Quedé en silencio. "Sigue con los ojos cerrados", me instó la psicóloga, "y ahora cambia de puesto, siéntate en la silla de enfrente". Ya no me encontraba en los zapatos de mi yo emocional sino en los pies de mi Mente a quien yo mismo acababa de insultar hacía unos momentos. "Respira, conéctate con la Mente, y recibe todo lo que te acaban de decir... Desde este nuevo rol, ¿qué respondes?"

La Mente, tremendamente prepotente y airada, reafirmó que el control lo tiene ella y que no está dispuesta a modificar su esquema: "Lo siento si te estás sintiendo aprisionado en mi estructura, pero es lo que considero conveniente para que finalmente encontremos un camino. Me encantaría fluir como tu,  pero sin mis parámetros no vamos a llegar a ninguna parte". Un instante adelante volví a cambiar de lugar. De nuevo personifiqué a mi yo emocional y le dije "Mente, no seas prepotente. Si ambos dialogamos vamos a poder salir de esta petrificada zona de confort que nos es tremendamente inútil ahora..."

Volví a cambiar de puesto exhortado por mi psicóloga. Otra vez fui la Mente y manifesté: "mira cuerpo emocional, me da miedo darte a ti el control porque no sé a donde nos vas a llevar. Prefiero tenerte dominado, así puedo ser yo quien decide... Míralo como quieras, pero a mi parecer estás jodido..." Quedamos en silencio los tres: la terapeuta, mi yo mental y mi yo emocional. Fue necesario volver a cambiar de lugares y cuando retomé el rol de cuerpo sentimental, sentí una brutal necesidad de golpear a la Mente: "¡a ver, no seas tan Desgraciada, con tu rigidez no me jodiste a mi, nos jodimos ambos!"

La discusión entre mi razón y mi emoción duró casi una hora. La terapia más parecía un episodio de un paciente con trastorno de identidad disociativo (personalidad múltiple) o quizás la de un esquizofrénico. En una primera circunstancia, mientras me abrogaba el papel de mi Mente, actuaba como un dictador mientras que a los pocos minutos, al cambiarme a la silla de en frente, me veía a mi mismo como un ser sumiso que rogaba que lo dejen actuar para participar también en las decisiones de la existencia.

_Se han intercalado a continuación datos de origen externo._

//! Turning raw class scores into probabilities and ranked classes.

use thiserror::Error;

/// Errors raised when scores cannot form a probability distribution.
#[derive(Error, Debug, Clone, PartialEq)]
pub enum ScoreError {
    /// No scores were given.
    #[error("score vector is empty")]
    Empty,

    /// A score is NaN or infinite.
    #[error("score at index {index} is not finite: {value}")]
    NonFinite { index: usize, value: f32 },
}

/// Normalized exponential over raw class scores.
///
/// The maximum score is subtracted before exponentiating; arithmetic is in
/// `f64`.
///
/// # Errors
///
/// Returns [`ScoreError`] for an empty slice or any non-finite score.
pub fn softmax(scores: &[f32]) -> Result<Vec<f64>, ScoreError> {
    if scores.is_empty() {
        return Err(ScoreError::Empty);
    }
    if let Some((index, &value)) = scores.iter().enumerate().find(|(_, s)| !s.is_finite()) {
        return Err(ScoreError::NonFinite { index, value });
    }

    let max = scores
        .iter()
        .map(|&s| s as f64)
        .fold(f64::NEG_INFINITY, f64::max);
    let exps: Vec<f64> = scores.iter().map(|&s| (s as f64 - max).exp()).collect();
    let sum: f64 = exps.iter().sum();
    Ok(exps.into_iter().map(|e| e / sum).collect())
}

/// Index of the largest value; ties go to the lowest index.
///
/// Returns `None` for an empty slice. NaN values never win.
pub fn argmax(values: &[f64]) -> Option<usize> {
    let mut best: Option<(usize, f64)> = None;
    for (idx, &value) in values.iter().enumerate() {
        match best {
            Some((_, best_value)) if value <= best_value || value.is_nan() => {}
            None if value.is_nan() => {}
            _ => best = Some((idx, value)),
        }
    }
    best.map(|(idx, _)| idx)
}

/// The `k` highest values as `(index, value)` pairs in descending order.
///
/// Ties keep ascending index order. `k` larger than the input is clamped.
pub fn top_k(values: &[f64], k: usize) -> Vec<(usize, f64)> {
    let mut indexed: Vec<(usize, f64)> = values.iter().copied().enumerate().collect();
    // stable sort keeps lower indices first among equal values
    indexed.sort_by(|a, b| b.1.partial_cmp(&a.1).unwrap_or(std::cmp::Ordering::Equal));
    indexed.truncate(k);
    indexed
}

#[cfg(test)]
mod tests {
    use super::*;

    #[test]
    fn test_softmax_sums_to_one() {
        let probs = softmax(&[1.0, 2.0, 3.0, -4.0, 0.5]).unwrap();
        let sum: f64 = probs.iter().sum();
        assert!((sum - 1.0).abs() < 1e-12);
        assert!(probs.iter().all(|&p| (0.0..=1.0).contains(&p)));
    }

    #[test]
    fn test_softmax_equal_scores_is_uniform() {
        let probs = softmax(&[0.0; 10]).unwrap();
        for p in probs {
            assert!((p - 0.1).abs() < 1e-12);
        }
    }

    #[test]
    fn test_softmax_large_logits_are_stable() {
        let probs = softmax(&[1000.0, 999.0, -1000.0]).unwrap();
        assert!(probs.iter().all(|p| p.is_finite()));
        assert!(probs[0] > probs[1]);
        assert!(probs[2] < 1e-12);
    }

    #[test]
    fn test_softmax_rejects_bad_input() {
        assert_eq!(softmax(&[]), Err(ScoreError::Empty));
        assert!(matches!(
            softmax(&[0.0, f32::NAN]),
            Err(ScoreError::NonFinite { index: 1, .. })
        ));
        assert!(softmax(&[f32::INFINITY]).is_err());
    }

    #[test]
    fn test_argmax_ties_pick_lowest_index() {
        assert_eq!(argmax(&[0.2, 0.4, 0.4]), Some(1));
        assert_eq!(argmax(&[0.1; 10]), Some(0));
        assert_eq!(argmax(&[]), None);
        assert_eq!(argmax(&[f64::NAN, 0.3]), Some(1));
    }

    #[test]
    fn test_top_k_order() {
        let ranked = top_k(&[0.1, 0.5, 0.1, 0.3], 3);
        assert_eq!(ranked, vec![(1, 0.5), (3, 0.3), (0, 0.1)]);
        assert_eq!(top_k(&[0.6, 0.4], 5).len(), 2);
        assert!(top_k(&[0.6, 0.4], 0).is_empty());
    }
}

Al cabo de varios cambios de posición y gracias a las oportunas intervenciones de mi psicoterapeuta, mi yo racional y mi yo emocional trataron de llegar a un acuerdo: el primero se flexibilizaría un poco y tendría en cuenta lo que dice el segundo, pero siempre que éste mostrara resultados favorables. De lo contrario aquel volvería a retomar el control.

Abrí los ojos y me encontré otra vez en el consultorio, frente a una silla vacía y con la psicóloga mirándome. Me pidió que unificara todo lo que había vivido, me hizo ver que ambas partes en conflicto no son más que componentes de mi persona y que tratara de hacer cumplir el pacto entre la Mente y la emoción.